The trees grew fewer, a thin, clear light shimmering between them. A lone icicle hung from a branch. He touched a finger to the droplet beading its tip. A couple more days of sunshine like today and the few remaining patches of snow would melt as well, the creeks beginning to run in earnest once more. Cradling his gun, he walked on, mulling idly over the quiet.

He paused before a loose stand of sugar maple. The full-sap moon had risen the previous week. Low, blue over the woods, marking the start of the sugaring season. The maples had stirred in response, the sap slowly released from the wintered heartwood. The weather that had followed – days of sunshine and frost-tipped nights – had been ideal for making the sap really start to flow. All across the hills, the maples, still bare-boughed, were turned parturient, surging with quiet tides.

Jim rested a hand against the trunk of a maple, weighing in his mind the sap that lay pooling within, when it struck him: the tree wasn’t tapped, and neither were any of the others. That’s why it was so quiet – there was no
of maple sap dripping into buckets. He frowned to himself.

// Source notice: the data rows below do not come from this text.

use async_trait::async_trait;
use sqlx::types::Json;
use time::OffsetDateTime;
use tokio::sync::Mutex;
use uuid::Uuid;

use super::{
    repo::CampaignRepo,
    repo_types::{Campaign, CampaignChanges, Monster},
    services::{toggle_monster, MonsterToggle},
};
use crate::db::{RepoError, UniqueField};

/// Process-local campaign store. One lock covers every operation, standing in
/// for the name constraint and the row lock the database provides.
#[derive(Default)]
pub struct MemoryCampaignRepo {
    campaigns: Mutex<Vec<Campaign>>,
}

impl MemoryCampaignRepo {
    pub fn new() -> Self {
        Self::default()
    }
}

fn check_name(campaigns: &[Campaign], skip: Option<Uuid>, name: &str) -> Result<(), RepoError> {
    if campaigns
        .iter()
        .any(|c| Some(c.id) != skip && c.name == name)
    {
        return Err(RepoError::Duplicate(UniqueField::CampaignName));
    }
    Ok(())
}

#[async_trait]
impl CampaignRepo for MemoryCampaignRepo {
    async fn create(&self, name: &str, created_by: Uuid) -> Result<Campaign, RepoError> {
        let mut campaigns = self.campaigns.lock().await;
        check_name(&campaigns, None, name)?;

        let now = OffsetDateTime::now_utc();
        let campaign = Campaign {
            id: Uuid::new_v4(),
            name: name.to_string(),
            monsters: Json(Vec::new()),
            created_by,
            created_at: now,
            updated_at: now,
        };
        campaigns.push(campaign.clone());
        Ok(campaign)
    }

    async fn find_by_id(&self, id: Uuid) -> Result<Option<Campaign>, RepoError> {
        let campaigns = self.campaigns.lock().await;
        Ok(campaigns.iter().find(|c| c.id == id).cloned())
    }

    async fn list_all(&self) -> Result<Vec<Campaign>, RepoError> {
        Ok(self.campaigns.lock().await.clone())
    }

    async fn list_by_owners(&self, owners: &[Uuid]) -> Result<Vec<Campaign>, RepoError> {
        let campaigns = self.campaigns.lock().await;
        Ok(campaigns
            .iter()
            .filter(|c| owners.contains(&c.created_by))
            .cloned()
            .collect())
    }

    async fn update(
        &self,
        id: Uuid,
        owner: Uuid,
        changes: CampaignChanges,
    ) -> Result<Option<Campaign>, RepoError> {
        let mut campaigns = self.campaigns.lock().await;
        if let Some(name) = changes.name.as_deref() {
            check_name(&campaigns, Some(id), name)?;
        }

        let Some(campaign) = campaigns
            .iter_mut()
            .find(|c| c.id == id && c.created_by == owner)
        else {
            return Ok(None);
        };
        if let Some(name) = changes.name {
            campaign.name = name;
        }
        if let Some(monsters) = changes.monsters {
            campaign.monsters = Json(monsters);
        }
        campaign.updated_at = OffsetDateTime::now_utc();
        Ok(Some(campaign.clone()))
    }

    async fn toggle_monster(
        &self,
        id: Uuid,
        owner: Uuid,
        monster: Monster,
    ) -> Result<Option<(Campaign, MonsterToggle)>, RepoError> {
        let mut campaigns = self.campaigns.lock().await;
        Ok(campaigns
            .iter_mut()
            .find(|c| c.id == id && c.created_by == owner)
            .map(|campaign| {
                let toggle = toggle_monster(&mut campaign.monsters.0, monster);
                campaign.updated_at = OffsetDateTime::now_utc();
                (campaign.clone(), toggle)
            }))
    }

    async fn delete(&self, id: Uuid, owner: Uuid) -> Result<Option<Campaign>, RepoError> {
        let mut campaigns = self.campaigns.lock().await;
        Ok(campaigns
            .iter()
            .position(|c| c.id == id && c.created_by == owner)
            .map(|pos| campaigns.remove(pos)))
    }
}
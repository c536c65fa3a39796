use async_trait::async_trait;
use sqlx::{types::Json, PgPool};
use uuid::Uuid;

use super::{
    repo_types::{Campaign, CampaignChanges, Monster},
    services::{toggle_monster, MonsterToggle},
};
use crate::db::RepoError;

/// Persistence seam for campaigns. Every mutating call is scoped to the
/// owner: a row created by someone else behaves as if it did not exist.
#[async_trait]
pub trait CampaignRepo: Send + Sync {
    async fn create(&self, name: &str, created_by: Uuid) -> Result<Campaign, RepoError>;

    async fn find_by_id(&self, id: Uuid) -> Result<Option<Campaign>, RepoError>;

    async fn list_all(&self) -> Result<Vec<Campaign>, RepoError>;

    async fn list_by_owners(&self, owners: &[Uuid]) -> Result<Vec<Campaign>, RepoError>;

    async fn update(
        &self,
        id: Uuid,
        owner: Uuid,
        changes: CampaignChanges,
    ) -> Result<Option<Campaign>, RepoError>;

    /// Adds or removes `monster` by slug as one atomic step.
    async fn toggle_monster(
        &self,
        id: Uuid,
        owner: Uuid,
        monster: Monster,
    ) -> Result<Option<(Campaign, MonsterToggle)>, RepoError>;

    async fn delete(&self, id: Uuid, owner: Uuid) -> Result<Option<Campaign>, RepoError>;
}

const CAMPAIGN_COLUMNS: &str = "id, name, monsters, created_by, created_at, updated_at";

#[derive(Clone)]
pub struct PgCampaignRepo {
    db: PgPool,
}

impl PgCampaignRepo {
    pub fn new(db: PgPool) -> Self {
        Self { db }
    }
}

#[async_trait]
impl CampaignRepo for PgCampaignRepo {
    async fn create(&self, name: &str, created_by: Uuid) -> Result<Campaign, RepoError> {
        let campaign = sqlx::query_as::<_, Campaign>(&format!(
            r#"
            INSERT INTO campaigns (id, name, created_by)
            VALUES ($1, $2, $3)
            RETURNING {CAMPAIGN_COLUMNS}
            "#
        ))
        .bind(Uuid::new_v4())
        .bind(name)
        .bind(created_by)
        .fetch_one(&self.db)
        .await?;
        Ok(campaign)
    }

    async fn find_by_id(&self, id: Uuid) -> Result<Option<Campaign>, RepoError> {
        let campaign = sqlx::query_as::<_, Campaign>(&format!(
            "SELECT {CAMPAIGN_COLUMNS} FROM campaigns WHERE id = $1"
        ))
        .bind(id)
        .fetch_optional(&self.db)
        .await?;
        Ok(campaign)
    }

    async fn list_all(&self) -> Result<Vec<Campaign>, RepoError> {
        let rows = sqlx::query_as::<_, Campaign>(&format!(
            "SELECT {CAMPAIGN_COLUMNS} FROM campaigns ORDER BY created_at ASC"
        ))
        .fetch_all(&self.db)
        .await?;
        Ok(rows)
    }

    async fn list_by_owners(&self, owners: &[Uuid]) -> Result<Vec<Campaign>, RepoError> {
        let rows = sqlx::query_as::<_, Campaign>(&format!(
            r#"
            SELECT {CAMPAIGN_COLUMNS}
              FROM campaigns
             WHERE created_by = ANY($1)
             ORDER BY created_at ASC
            "#
        ))
        .bind(owners)
        .fetch_all(&self.db)
        .await?;
        Ok(rows)
    }

    async fn update(
        &self,
        id: Uuid,
        owner: Uuid,
        changes: CampaignChanges,
    ) -> Result<Option<Campaign>, RepoError> {
        let campaign = sqlx::query_as::<_, Campaign>(&format!(
            r#"
            UPDATE campaigns SET
                name = COALESCE($3, name),
                monsters = COALESCE($4, monsters),
                updated_at = now()
            WHERE id = $1 AND created_by = $2
            RETURNING {CAMPAIGN_COLUMNS}
            "#
        ))
        .bind(id)
        .bind(owner)
        .bind(changes.name)
        .bind(changes.monsters.map(Json))
        .fetch_optional(&self.db)
        .await?;
        Ok(campaign)
    }

    /// The row lock serializes concurrent toggles on one campaign.
    async fn toggle_monster(
        &self,
        id: Uuid,
        owner: Uuid,
        monster: Monster,
    ) -> Result<Option<(Campaign, MonsterToggle)>, RepoError> {
        let mut tx = self.db.begin().await?;

        let current = sqlx::query_as::<_, Campaign>(&format!(
            "SELECT {CAMPAIGN_COLUMNS} FROM campaigns WHERE id = $1 AND created_by = $2 FOR UPDATE"
        ))
        .bind(id)
        .bind(owner)
        .fetch_optional(&mut *tx)
        .await?;
        let Some(current) = current else {
            return Ok(None);
        };

        let mut monsters = current.monsters.0;
        let toggle = toggle_monster(&mut monsters, monster);

        let updated = sqlx::query_as::<_, Campaign>(&format!(
            r#"
            UPDATE campaigns SET monsters = $2, updated_at = now()
            WHERE id = $1
            RETURNING {CAMPAIGN_COLUMNS}
            "#
        ))
        .bind(id)
        .bind(Json(monsters))
        .fetch_one(&mut *tx)
        .await?;

        tx.commit().await?;
        Ok(Some((updated, toggle)))
    }

    async fn delete(&self, id: Uuid, owner: Uuid) -> Result<Option<Campaign>, RepoError> {
        let campaign = sqlx::query_as::<_, Campaign>(&format!(
            "DELETE FROM campaigns WHERE id = $1 AND created_by = $2 RETURNING {CAMPAIGN_COLUMNS}"
        ))
        .bind(id)
        .bind(owner)
        .fetch_optional(&self.db)
        .await?;
        Ok(campaign)
    }
}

Soon these maples would bud and the sap would turn, no longer suitable for syrup. Flatlanders! Frowning at the waste of it, he glanced again at the ridge looming directly ahead and walked on.

The soil was wetter as he approached the river, the beginnings of a spring creek evident in a shallow ditch, its border of snow still pure white and pristine. A few feet ahead, another crystalline stretch, but this one lay dimpled, ice piled in telltale granular furrows about its length. He extended a foot, the ice crunching beneath his boot as he shoved it aside; underneath, the meaty, speckled spathes of a skunk cabbage. The spring flower of the woods. It simultaneously curled about itself and thrust upwards in a red, fecund heat, melting its way through the ice.

A stray, boyhood memory: placing a spathe of cabbage in his mouth; the burning an instant later, like a hundred needles piercing his tongue. The Major, holding him above the kitchen sink, washing out his mouth.

He was shaking the ice off his boot when he spotted the scat. A sizable pile beneath a gnarled oak, bare of foliage and thick through the butt. He hunkered down over the droppings and when he glanced again at the ridge, there she was, out of nowhere.

Madeleine Scott. She stood with her hands on her hips, calmly watching – nearly startling the crap out of him too.

‘This is posted property.’

‘Didn’t see no signs.’

She laughed. ‘They’re everywhere! Douggie likes people to know what’s his.’

He stood up, brushing his hands on his shirt.

‘Oh, don’t leave, for God’s sake.’ She grinned. ‘I won’t tell if you don’t.’

She came down the slope towards him, hair fiery against the backdrop of grey bark and clear sky. She stamped her feet as she reached the bottom, a light gesture that barely dislodged the mess of pine needles and soil from her boots. She seemed neither to notice nor to care.

‘I won’t tell,’ she repeated, shading her eyes as she looked at him. ‘Besides, if you go, Jim Stonebridge, how am I ever going to find my way out of here?’

She’d remembered his name
A frisson of pleasure, followed by annoyance at himself for caring either way.

She bent over the scat. ‘What are these? Droppings?’

‘A bobcat’s.’

‘How do you know?’

He shrugged.

‘How?’ she persisted.

‘Been hunting them a long time.’

‘Still,’ she said doubtfully, ‘how can you be certain?’

‘The ends,’ he said, exasperated. ‘See how they are blunted and not tapered? That’s typical for a bobcat. There’s a lot of it too – the scat, it’s in bits and pieces.’

‘Bits and bobs of bobcat scat.’ She laughed. ‘You learn something new every day. So what else can you teach me, Hunter Stonebridge?’

He looked at her, a swift, sideways glance, but she appeared to be genuinely interested, her expression guileless. Their eyes met for an instant, held. ‘Their tracks are rounded,’ he said stiffly, ‘more so than those left by coyotes or fisher cats.’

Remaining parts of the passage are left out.